ENTRIES SHOWN -
┌──

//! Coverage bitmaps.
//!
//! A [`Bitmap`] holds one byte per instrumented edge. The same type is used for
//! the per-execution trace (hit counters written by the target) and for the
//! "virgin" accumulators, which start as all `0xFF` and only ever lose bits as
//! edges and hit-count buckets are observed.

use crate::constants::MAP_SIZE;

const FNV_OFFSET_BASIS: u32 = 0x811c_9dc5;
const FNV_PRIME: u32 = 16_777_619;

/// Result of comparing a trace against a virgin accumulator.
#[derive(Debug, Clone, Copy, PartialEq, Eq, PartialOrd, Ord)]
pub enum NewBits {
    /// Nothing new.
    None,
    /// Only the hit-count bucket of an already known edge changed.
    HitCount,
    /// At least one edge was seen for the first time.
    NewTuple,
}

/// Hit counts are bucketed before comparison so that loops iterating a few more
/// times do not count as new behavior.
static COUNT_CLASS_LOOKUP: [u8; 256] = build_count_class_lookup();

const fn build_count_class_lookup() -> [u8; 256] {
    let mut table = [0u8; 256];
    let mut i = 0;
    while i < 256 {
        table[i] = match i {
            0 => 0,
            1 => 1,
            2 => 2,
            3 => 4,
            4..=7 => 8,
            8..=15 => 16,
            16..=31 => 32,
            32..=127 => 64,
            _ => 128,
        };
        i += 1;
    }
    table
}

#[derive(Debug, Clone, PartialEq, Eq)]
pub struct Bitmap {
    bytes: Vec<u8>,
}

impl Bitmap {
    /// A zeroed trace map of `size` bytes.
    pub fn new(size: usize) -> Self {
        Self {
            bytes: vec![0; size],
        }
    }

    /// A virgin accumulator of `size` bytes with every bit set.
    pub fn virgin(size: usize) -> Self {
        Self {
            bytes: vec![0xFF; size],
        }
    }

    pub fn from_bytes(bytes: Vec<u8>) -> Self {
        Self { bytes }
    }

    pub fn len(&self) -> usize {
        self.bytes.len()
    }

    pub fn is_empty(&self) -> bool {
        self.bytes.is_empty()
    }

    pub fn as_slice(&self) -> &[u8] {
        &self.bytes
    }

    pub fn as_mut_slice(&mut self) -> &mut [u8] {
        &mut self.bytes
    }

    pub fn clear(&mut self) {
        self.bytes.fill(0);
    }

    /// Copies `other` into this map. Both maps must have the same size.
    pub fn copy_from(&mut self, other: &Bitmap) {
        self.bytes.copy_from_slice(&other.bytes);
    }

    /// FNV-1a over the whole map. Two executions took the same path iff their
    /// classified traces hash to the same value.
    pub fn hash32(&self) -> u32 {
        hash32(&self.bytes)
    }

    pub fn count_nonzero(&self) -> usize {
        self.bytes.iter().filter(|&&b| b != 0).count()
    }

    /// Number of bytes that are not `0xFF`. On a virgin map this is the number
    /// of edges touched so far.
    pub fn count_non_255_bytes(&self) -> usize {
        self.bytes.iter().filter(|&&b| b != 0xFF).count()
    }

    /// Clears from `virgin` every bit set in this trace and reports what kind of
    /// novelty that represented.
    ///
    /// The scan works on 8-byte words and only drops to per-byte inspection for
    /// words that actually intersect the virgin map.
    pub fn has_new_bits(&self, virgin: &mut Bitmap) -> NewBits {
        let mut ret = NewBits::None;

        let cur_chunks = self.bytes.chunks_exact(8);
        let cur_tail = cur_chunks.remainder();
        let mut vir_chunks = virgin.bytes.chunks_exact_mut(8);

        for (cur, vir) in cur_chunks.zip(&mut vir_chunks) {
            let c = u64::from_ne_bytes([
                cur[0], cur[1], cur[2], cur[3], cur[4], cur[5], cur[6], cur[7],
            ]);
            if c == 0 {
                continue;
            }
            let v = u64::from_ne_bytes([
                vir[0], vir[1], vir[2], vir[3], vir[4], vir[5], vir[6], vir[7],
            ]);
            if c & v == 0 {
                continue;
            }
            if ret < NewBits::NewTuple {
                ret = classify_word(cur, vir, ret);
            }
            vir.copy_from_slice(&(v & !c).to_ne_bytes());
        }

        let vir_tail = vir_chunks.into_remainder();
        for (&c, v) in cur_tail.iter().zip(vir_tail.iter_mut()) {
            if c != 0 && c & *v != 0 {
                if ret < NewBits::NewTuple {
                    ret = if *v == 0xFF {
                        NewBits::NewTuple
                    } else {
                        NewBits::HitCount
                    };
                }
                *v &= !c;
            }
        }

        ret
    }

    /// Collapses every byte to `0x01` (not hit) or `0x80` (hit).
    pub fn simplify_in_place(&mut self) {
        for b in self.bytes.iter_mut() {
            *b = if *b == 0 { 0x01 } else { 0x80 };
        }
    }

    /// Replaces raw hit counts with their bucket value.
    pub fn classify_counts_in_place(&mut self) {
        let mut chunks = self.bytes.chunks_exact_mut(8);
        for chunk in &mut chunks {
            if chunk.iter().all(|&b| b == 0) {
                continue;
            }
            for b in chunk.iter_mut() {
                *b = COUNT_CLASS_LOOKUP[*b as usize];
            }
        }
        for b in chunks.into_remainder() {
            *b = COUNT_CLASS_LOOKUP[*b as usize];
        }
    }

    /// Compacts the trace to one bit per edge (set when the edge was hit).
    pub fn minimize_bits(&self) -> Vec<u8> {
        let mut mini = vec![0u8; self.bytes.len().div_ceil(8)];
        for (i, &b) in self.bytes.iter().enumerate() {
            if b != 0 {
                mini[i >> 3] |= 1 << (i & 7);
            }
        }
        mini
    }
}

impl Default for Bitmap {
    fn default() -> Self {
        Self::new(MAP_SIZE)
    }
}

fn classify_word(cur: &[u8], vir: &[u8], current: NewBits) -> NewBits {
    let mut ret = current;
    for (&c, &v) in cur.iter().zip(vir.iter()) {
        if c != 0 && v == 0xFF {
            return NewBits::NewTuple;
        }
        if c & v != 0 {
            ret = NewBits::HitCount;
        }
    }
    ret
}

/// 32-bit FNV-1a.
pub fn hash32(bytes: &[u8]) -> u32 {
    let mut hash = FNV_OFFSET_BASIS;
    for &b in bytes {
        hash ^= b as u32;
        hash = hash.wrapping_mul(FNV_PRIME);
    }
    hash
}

└──

PROBLEM TO SOLVE - Every entry must appear in the answer, reproduced exactly.

ANSWER TO THE EXERCISE -
//! Coverage bitmaps.
//!
//! A [`Bitmap`] holds one byte per instrumented edge. The same type is used for
//! the per-execution trace (hit counters written by the target) and for the
//! "virgin" accumulators, which start as all `0xFF` and only ever lose bits as
//! edges and hit-count buckets are observed.

use crate::constants::MAP_SIZE;

const FNV_OFFSET_BASIS: u32 = 0x811c_9dc5;
const FNV_PRIME: u32 = 16_777_619;

/// Result of comparing a trace against a virgin accumulator.
#[derive(Debug, Clone, Copy, PartialEq, Eq, PartialOrd, Ord)]
pub enum NewBits {
    /// Nothing new.
    None,
    /// Only the hit-count bucket of an already known edge changed.
    HitCount,
    /// At least one edge was seen for the first time.
    NewTuple,
}

/// Hit counts are bucketed before comparison so that loops iterating a few more
/// times do not count as new behavior.
static COUNT_CLASS_LOOKUP: [u8; 256] = build_count_class_lookup();

const fn build_count_class_lookup() -> [u8; 256] {
    let mut table = [0u8; 256];
    let mut i = 0;
    while i < 256 {
        table[i] = match i {
            0 => 0,
            1 => 1,
            2 => 2,
            3 => 4,
            4..=7 => 8,
            8..=15 => 16,
            16..=31 => 32,
            32..=127 => 64,
            _ => 128,
        };
        i += 1;
    }
    table
}

#[derive(Debug, Clone, PartialEq, Eq)]
pub struct Bitmap {
    bytes: Vec<u8>,
}

impl Bitmap {
    /// A zeroed trace map of `size` bytes.
    pub fn new(size: usize) -> Self {
        Self {
            bytes: vec![0; size],
        }
    }

    /// A virgin accumulator of `size` bytes with every bit set.
    pub fn virgin(size: usize) -> Self {
        Self {
            bytes: vec![0xFF; size],
        }
    }

    pub fn from_bytes(bytes: Vec<u8>) -> Self {
        Self { bytes }
    }

    pub fn len(&self) -> usize {
        self.bytes.len()
    }

    pub fn is_empty(&self) -> bool {
        self.bytes.is_empty()
    }

    pub fn as_slice(&self) -> &[u8] {
        &self.bytes
    }

    pub fn as_mut_slice(&mut self) -> &mut [u8] {
        &mut self.bytes
    }

    pub fn clear(&mut self) {
        self.bytes.fill(0);
    }

    /// Copies `other` into this map. Both maps must have the same size.
    pub fn copy_from(&mut self, other: &Bitmap) {
        self.bytes.copy_from_slice(&other.bytes);
    }

    /// FNV-1a over the whole map. Two executions took the same path iff their
    /// classified traces hash to the same value.
    pub fn hash32(&self) -> u32 {
        hash32(&self.bytes)
    }

    pub fn count_nonzero(&self) -> usize {
        self.bytes.iter().filter(|&&b| b != 0).count()
    }

    /// Number of bytes that are not `0xFF`. On a virgin map this is the number
    /// of edges touched so far.
    pub fn count_non_255_bytes(&self) -> usize {
        self.bytes.iter().filter(|&&b| b != 0xFF).count()
    }

    /// Clears from `virgin` every bit set in this trace and reports what kind of
    /// novelty that represented.
    ///
    /// The scan works on 8-byte words and only drops to per-byte inspection for
    /// words that actually intersect the virgin map.
    pub fn has_new_bits(&self, virgin: &mut Bitmap) -> NewBits {
        let mut ret = NewBits::None;

        let cur_chunks = self.bytes.chunks_exact(8);
        let cur_tail = cur_chunks.remainder();
        let mut vir_chunks = virgin.bytes.chunks_exact_mut(8);

        for (cur, vir) in cur_chunks.zip(&mut vir_chunks) {
            let c = u64::from_ne_bytes([
                cur[0], cur[1], cur[2], cur[3], cur[4], cur[5], cur[6], cur[7],
            ]);
            if c == 0 {
                continue;
            }
            let v = u64::from_ne_bytes([
                vir[0], vir[1], vir[2], vir[3], vir[4], vir[5], vir[6], vir[7],
            ]);
            if c & v == 0 {
                continue;
            }
            if ret < NewBits::NewTuple {
                ret = classify_word(cur, vir, ret);
            }
            vir.copy_from_slice(&(v & !c).to_ne_bytes());
        }

        let vir_tail = vir_chunks.into_remainder();
        for (&c, v) in cur_tail.iter().zip(vir_tail.iter_mut()) {
            if c != 0 && c & *v != 0 {
                if ret < NewBits::NewTuple {
                    ret = if *v == 0xFF {
                        NewBits::NewTuple
                    } else {
                        NewBits::HitCount
                    };
                }
                *v &= !c;
            }
        }

        ret
    }

    /// Collapses every byte to `0x01` (not hit) or `0x80` (hit).
    pub fn simplify_in_place(&mut self) {
        for b in self.bytes.iter_mut() {
            *b = if *b == 0 { 0x01 } else { 0x80 };
        }
    }

    /// Replaces raw hit counts with their bucket value.
    pub fn classify_counts_in_place(&mut self) {
        let mut chunks = self.bytes.chunks_exact_mut(8);
        for chunk in &mut chunks {
            if chunk.iter().all(|&b| b == 0) {
                continue;
            }
            for b in chunk.iter_mut() {
                *b = COUNT_CLASS_LOOKUP[*b as usize];
            }
        }
        for b in chunks.into_remainder() {
            *b = COUNT_CLASS_LOOKUP[*b as usize];
        }
    }

    /// Compacts the trace to one bit per edge (set when the edge was hit).
    pub fn minimize_bits(&self) -> Vec<u8> {
        let mut mini = vec![0u8; self.bytes.len().div_ceil(8)];
        for (i, &b) in self.bytes.iter().enumerate() {
            if b != 0 {
                mini[i >> 3] |= 1 << (i & 7);
            }
        }
        mini
    }
}

impl Default for Bitmap {
    fn default() -> Self {
        Self::new(MAP_SIZE)
    }
}

fn classify_word(cur: &[u8], vir: &[u8], current: NewBits) -> NewBits {
    let mut ret = current;
    for (&c, &v) in cur.iter().zip(vir.iter()) {
        if c != 0 && v == 0xFF {
            return NewBits::NewTuple;
        }
        if c & v != 0 {
            ret = NewBits::HitCount;
        }
    }
    ret
}

/// 32-bit FNV-1a.
pub fn hash32(bytes: &[u8]) -> u32 {
    let mut hash = FNV_OFFSET_BASIS;
    for &b in bytes {
        hash ^= b as u32;
        hash = hash.wrapping_mul(FNV_PRIME);
    }
    hash
}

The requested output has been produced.